WORK TO COMPLETE: Each line below should be quoted exactly, please.

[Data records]
=== Section Start ===

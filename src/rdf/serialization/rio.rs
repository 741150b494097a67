//! Conversions between rio's borrowed model and the owned RDF types

use super::{ParseError, ParseResult, SerializeError, SerializeResult};
use crate::rdf::graph::Graph;
use crate::rdf::types::{
    xsd, BlankNode, Literal, NamedNode, RdfObject, RdfPredicate, RdfSubject, Triple,
};
use oxiri::Iri;
use rio_api::formatter::TriplesFormatter;
use rio_api::model;
use rio_api::parser::TriplesParser;
use rio_turtle::{NTriplesFormatter, NTriplesParser, TurtleError, TurtleFormatter, TurtleParser};
use rio_xml::{RdfXmlError, RdfXmlParser};
use std::io::BufRead;

impl From<TurtleError> for ParseError {
    fn from(e: TurtleError) -> Self {
        ParseError::Parse(e.to_string())
    }
}

impl From<RdfXmlError> for ParseError {
    fn from(e: RdfXmlError) -> Self {
        ParseError::Parse(e.to_string())
    }
}

pub(super) fn parse_ntriples(reader: impl BufRead) -> ParseResult<Graph> {
    collect(NTriplesParser::new(reader))
}

pub(super) fn parse_turtle(reader: impl BufRead, base: Option<Iri<String>>) -> ParseResult<Graph> {
    collect(TurtleParser::new(reader, base))
}

pub(super) fn parse_rdf_xml(reader: impl BufRead, base: Option<Iri<String>>) -> ParseResult<Graph> {
    collect(RdfXmlParser::new(reader, base))
}

fn collect<P>(mut parser: P) -> ParseResult<Graph>
where
    P: TriplesParser,
    ParseError: From<P::Error>,
{
    let mut graph = Graph::new();
    parser.parse_all(&mut |t| -> Result<(), ParseError> {
        graph.insert(Triple::new(
            convert_subject(t.subject)?,
            convert_predicate(t.predicate)?,
            convert_object(t.object)?,
        ));
        Ok(())
    })?;
    Ok(graph)
}

/// N-Triples serializer
pub struct NTriplesSerializer;

impl NTriplesSerializer {
    /// Serialize a graph to an N-Triples string
    pub fn serialize(graph: &Graph) -> SerializeResult<String> {
        let mut formatter = NTriplesFormatter::new(Vec::new());
        for triple in graph {
            formatter
                .format(&rio_triple(triple))
                .map_err(|e| SerializeError::Serialize(e.to_string()))?;
        }
        let output = formatter.finish()?;
        String::from_utf8(output).map_err(|e| SerializeError::Serialize(e.to_string()))
    }
}

/// Turtle serializer
pub struct TurtleSerializer;

impl TurtleSerializer {
    /// Serialize a graph to a Turtle string
    pub fn serialize(graph: &Graph) -> SerializeResult<String> {
        let mut formatter = TurtleFormatter::new(Vec::new());
        for triple in graph {
            formatter
                .format(&rio_triple(triple))
                .map_err(|e| SerializeError::Serialize(e.to_string()))?;
        }
        let output = formatter.finish()?;
        String::from_utf8(output).map_err(|e| SerializeError::Serialize(e.to_string()))
    }
}

fn rio_triple(triple: &Triple) -> model::Triple<'_> {
    let subject = match &triple.subject {
        RdfSubject::NamedNode(n) => model::Subject::NamedNode(model::NamedNode { iri: n.as_str() }),
        RdfSubject::BlankNode(b) => model::Subject::BlankNode(model::BlankNode { id: b.as_str() }),
    };
    let predicate = model::NamedNode {
        iri: triple.predicate.as_str(),
    };
    let object = match &triple.object {
        RdfObject::NamedNode(n) => model::Term::NamedNode(model::NamedNode { iri: n.as_str() }),
        RdfObject::BlankNode(b) => model::Term::BlankNode(model::BlankNode { id: b.as_str() }),
        RdfObject::Literal(l) => model::Term::Literal(rio_literal(l)),
    };
    model::Triple {
        subject,
        predicate,
        object,
    }
}

fn rio_literal(literal: &Literal) -> model::Literal<'_> {
    if let Some(language) = literal.language() {
        return model::Literal::LanguageTaggedString {
            value: literal.value(),
            language,
        };
    }
    let datatype = literal.datatype_iri();
    if datatype == xsd::STRING {
        model::Literal::Simple {
            value: literal.value(),
        }
    } else {
        model::Literal::Typed {
            value: literal.value(),
            datatype: model::NamedNode { iri: datatype },
        }
    }
}

fn named_node(iri: &str) -> ParseResult<NamedNode> {
    NamedNode::new(iri).map_err(|e| ParseError::Parse(e.to_string()))
}

fn convert_subject(s: model::Subject<'_>) -> ParseResult<RdfSubject> {
    match s {
        model::Subject::NamedNode(n) => Ok(RdfSubject::NamedNode(named_node(n.iri)?)),
        model::Subject::BlankNode(b) => Ok(RdfSubject::BlankNode(
            BlankNode::from_id(b.id).map_err(|e| ParseError::Parse(e.to_string()))?,
        )),
        _ => Err(ParseError::Parse("Quoted triples are not supported".to_string())),
    }
}

fn convert_predicate(p: model::NamedNode<'_>) -> ParseResult<RdfPredicate> {
    Ok(RdfPredicate::from(named_node(p.iri)?))
}

fn convert_object(o: model::Term<'_>) -> ParseResult<RdfObject> {
    match o {
        model::Term::NamedNode(n) => Ok(RdfObject::NamedNode(named_node(n.iri)?)),
        model::Term::BlankNode(b) => Ok(RdfObject::BlankNode(
            BlankNode::from_id(b.id).map_err(|e| ParseError::Parse(e.to_string()))?,
        )),
        model::Term::Literal(l) => match l {
            model::Literal::Simple { value } => {
                Ok(RdfObject::Literal(Literal::new_simple_literal(value)))
            }
            model::Literal::LanguageTaggedString { value, language } => Ok(RdfObject::Literal(
                Literal::new_language_tagged_literal(value, language)
                    .map_err(|e| ParseError::Parse(e.to_string()))?,
            )),
            model::Literal::Typed { value, datatype } => Ok(RdfObject::Literal(
                Literal::new_typed_literal(value, named_node(datatype.iri)?),
            )),
        },
        _ => Err(ParseError::Parse("Quoted triples are not supported".to_string())),
    }
}

#[cfg(test)]
mod tests {
    use super::*;
    use crate::rdf::serialization::{RdfFormat, RdfParser};

    #[test]
    fn test_ntriples_output_is_parseable() {
        let input = br#"<https://repo.example.org/api/1> <https://vocab.example.org/title> "Report"@en .
<https://repo.example.org/api/1> <https://vocab.example.org/size> "12"^^<http://www.w3.org/2001/XMLSchema#integer> .
<https://repo.example.org/api/1> <https://vocab.example.org/partOf> <https://repo.example.org/api/2> .
"#;
        let graph = RdfParser::parse(input, RdfFormat::NTriples, None).unwrap();
        assert_eq!(graph.len(), 3);

        let output = NTriplesSerializer::serialize(&graph).unwrap();
        assert!(output.contains("\"Report\"@en"));
        assert!(output.contains("^^<http://www.w3.org/2001/XMLSchema#integer>"));

        let reparsed = RdfParser::parse(output.as_bytes(), RdfFormat::NTriples, None).unwrap();
        assert_eq!(reparsed, graph);
    }

    #[test]
    fn test_escaped_literal_survives() {
        let mut graph = Graph::new();
        graph.insert(Triple::new(
            NamedNode::new("https://repo.example.org/api/1").unwrap().into(),
            RdfPredicate::new("https://vocab.example.org/title").unwrap(),
            Literal::new_simple_literal("line \"one\"\nline two").into(),
        ));
        let output = NTriplesSerializer::serialize(&graph).unwrap();
        let reparsed = RdfParser::parse(output.as_bytes(), RdfFormat::NTriples, None).unwrap();
        assert_eq!(reparsed, graph);
    }

    #[test]
    fn test_malformed_input_is_an_error() {
        let result = RdfParser::parse(b"<https://a> <https://b> .", RdfFormat::NTriples, None);
        assert!(matches!(result, Err(ParseError::Parse(_))));
    }
}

=== Section End ===

REPLY:
filename src/rdf/serialization/rio.rs
repository 741150b494097a67
//! Conversions between rio's borrowed model and the owned RDF types

use super::{ParseError, ParseResult, SerializeError, SerializeResult};
use crate::rdf::graph::Graph;
use crate::rdf::types::{
    xsd, BlankNode, Literal, NamedNode, RdfObject, RdfPredicate, RdfSubject, Triple,
};
use oxiri::Iri;
use rio_api::formatter::TriplesFormatter;
use rio_api::model;
use rio_api::parser::TriplesParser;
use rio_turtle::{NTriplesFormatter, NTriplesParser, TurtleError, TurtleFormatter, TurtleParser};
use rio_xml::{RdfXmlError, RdfXmlParser};
use std::io::BufRead;

impl From<TurtleError> for ParseError {
    fn from(e: TurtleError) -> Self {
        ParseError::Parse(e.to_string())
    }
}

impl From<RdfXmlError> for ParseError {
    fn from(e: RdfXmlError) -> Self {
        ParseError::Parse(e.to_string())
    }
}

pub(super) fn parse_ntriples(reader: impl BufRead) -> ParseResult<Graph> {
    collect(NTriplesParser::new(reader))
}

pub(super) fn parse_turtle(reader: impl BufRead, base: Option<Iri<String>>) -> ParseResult<Graph> {
    collect(TurtleParser::new(reader, base))
}

pub(super) fn parse_rdf_xml(reader: impl BufRead, base: Option<Iri<String>>) -> ParseResult<Graph> {
    collect(RdfXmlParser::new(reader, base))
}

fn collect<P>(mut parser: P) -> ParseResult<Graph>
where
    P: TriplesParser,
    ParseError: From<P::Error>,
{
    let mut graph = Graph::new();
    parser.parse_all(&mut |t| -> Result<(), ParseError> {
        graph.insert(Triple::new(
            convert_subject(t.subject)?,
            convert_predicate(t.predicate)?,
            convert_object(t.object)?,
        ));
        Ok(())
    })?;
    Ok(graph)
}

/// N-Triples serializer
pub struct NTriplesSerializer;

impl NTriplesSerializer {
    /// Serialize a graph to an N-Triples string
    pub fn serialize(graph: &Graph) -> SerializeResult<String> {
        let mut formatter = NTriplesFormatter::new(Vec::new());
        for triple in graph {
            formatter
                .format(&rio_triple(triple))
                .map_err(|e| SerializeError::Serialize(e.to_string()))?;
        }
        let output = formatter.finish()?;
        String::from_utf8(output).map_err(|e| SerializeError::Serialize(e.to_string()))
    }
}

/// Turtle serializer
pub struct TurtleSerializer;

impl TurtleSerializer {
    /// Serialize a graph to a Turtle string
    pub fn serialize(graph: &Graph) -> SerializeResult<String> {
        let mut formatter = TurtleFormatter::new(Vec::new());
        for triple in graph {
            formatter
                .format(&rio_triple(triple))
                .map_err(|e| SerializeError::Serialize(e.to_string()))?;
        }
        let output = formatter.finish()?;
        String::from_utf8(output).map_err(|e| SerializeError::Serialize(e.to_string()))
    }
}

fn rio_triple(triple: &Triple) -> model::Triple<'_> {
    let subject = match &triple.subject {
        RdfSubject::NamedNode(n) => model::Subject::NamedNode(model::NamedNode { iri: n.as_str() }),
        RdfSubject::BlankNode(b) => model::Subject::BlankNode(model::BlankNode { id: b.as_str() }),
    };
    let predicate = model::NamedNode {
        iri: triple.predicate.as_str(),
    };
    let object = match &triple.object {
        RdfObject::NamedNode(n) => model::Term::NamedNode(model::NamedNode { iri: n.as_str() }),
        RdfObject::BlankNode(b) => model::Term::BlankNode(model::BlankNode { id: b.as_str() }),
        RdfObject::Literal(l) => model::Term::Literal(rio_literal(l)),
    };
    model::Triple {
        subject,
        predicate,
        object,
    }
}

fn rio_literal(literal: &Literal) -> model::Literal<'_> {
    if let Some(language) = literal.language() {
        return model::Literal::LanguageTaggedString {
            value: literal.value(),
            language,
        };
    }
    let datatype = literal.datatype_iri();
    if datatype == xsd::STRING {
        model::Literal::Simple {
            value: literal.value(),
        }
    } else {
        model::Literal::Typed {
            value: literal.value(),
            datatype: model::NamedNode { iri: datatype },
        }
    }
}

fn named_node(iri: &str) -> ParseResult<NamedNode> {
    NamedNode::new(iri).map_err(|e| ParseError::Parse(e.to_string()))
}

fn convert_subject(s: model::Subject<'_>) -> ParseResult<RdfSubject> {
    match s {
        model::Subject::NamedNode(n) => Ok(RdfSubject::NamedNode(named_node(n.iri)?)),
        model::Subject::BlankNode(b) => Ok(RdfSubject::BlankNode(
            BlankNode::from_id(b.id).map_err(|e| ParseError::Parse(e.to_string()))?,
        )),
        _ => Err(ParseError::Parse("Quoted triples are not supported".to_string())),
    }
}

fn convert_predicate(p: model::NamedNode<'_>) -> ParseResult<RdfPredicate> {
    Ok(RdfPredicate::from(named_node(p.iri)?))
}

fn convert_object(o: model::Term<'_>) -> ParseResult<RdfObject> {
    match o {
        model::Term::NamedNode(n) => Ok(RdfObject::NamedNode(named_node(n.iri)?)),
        model::Term::BlankNode(b) => Ok(RdfObject::BlankNode(
            BlankNode::from_id(b.id).map_err(|e| ParseError::Parse(e.to_string()))?,
        )),
        model::Term::Literal(l) => match l {
            model::Literal::Simple { value } => {
                Ok(RdfObject::Literal(Literal::new_simple_literal(value)))
            }
            model::Literal::LanguageTaggedString { value, language } => Ok(RdfObject::Literal(
                Literal::new_language_tagged_literal(value, language)
                    .map_err(|e| ParseError::Parse(e.to_string()))?,
            )),
            model::Literal::Typed { value, datatype } => Ok(RdfObject::Literal(
                Literal::new_typed_literal(value, named_node(datatype.iri)?),
            )),
        },
        _ => Err(ParseError::Parse("Quoted triples are not supported".to_string())),
    }
}

#[cfg(test)]
mod tests {
    use super::*;
    use crate::rdf::serialization::{RdfFormat, RdfParser};

    #[test]
    fn test_ntriples_output_is_parseable() {
        let input = br#"<https://repo.example.org/api/1> <https://vocab.example.org/title> "Report"@en .
<https://repo.example.org/api/1> <https://vocab.example.org/size> "12"^^<http://www.w3.org/2001/XMLSchema#integer> .
<https://repo.example.org/api/1> <https://vocab.example.org/partOf> <https://repo.example.org/api/2> .
"#;
        let graph = RdfParser::parse(input, RdfFormat::NTriples, None).unwrap();
        assert_eq!(graph.len(), 3);

        let output = NTriplesSerializer::serialize(&graph).unwrap();
        assert!(output.contains("\"Report\"@en"));
        assert!(output.contains("^^<http://www.w3.org/2001/XMLSchema#integer>"));

        let reparsed = RdfParser::parse(output.as_bytes(), RdfFormat::NTriples, None).unwrap();
        assert_eq!(reparsed, graph);
    }

    #[test]
    fn test_escaped_literal_survives() {
        let mut graph = Graph::new();
        graph.insert(Triple::new(
            NamedNode::new("https://repo.example.org/api/1").unwrap().into(),
            RdfPredicate::new("https://vocab.example.org/title").unwrap(),
            Literal::new_simple_literal("line \"one\"\nline two").into(),
        ));
        let output = NTriplesSerializer::serialize(&graph).unwrap();
        let reparsed = RdfParser::parse(output.as_bytes(), RdfFormat::NTriples, None).unwrap();
        assert_eq!(reparsed, graph);
    }

    #[test]
    fn test_malformed_input_is_an_error() {
        let result = RdfParser::parse(b"<https://a> <https://b> .", RdfFormat::NTriples, None);
        assert!(matches!(result, Err(ParseError::Parse(_))));
    }
}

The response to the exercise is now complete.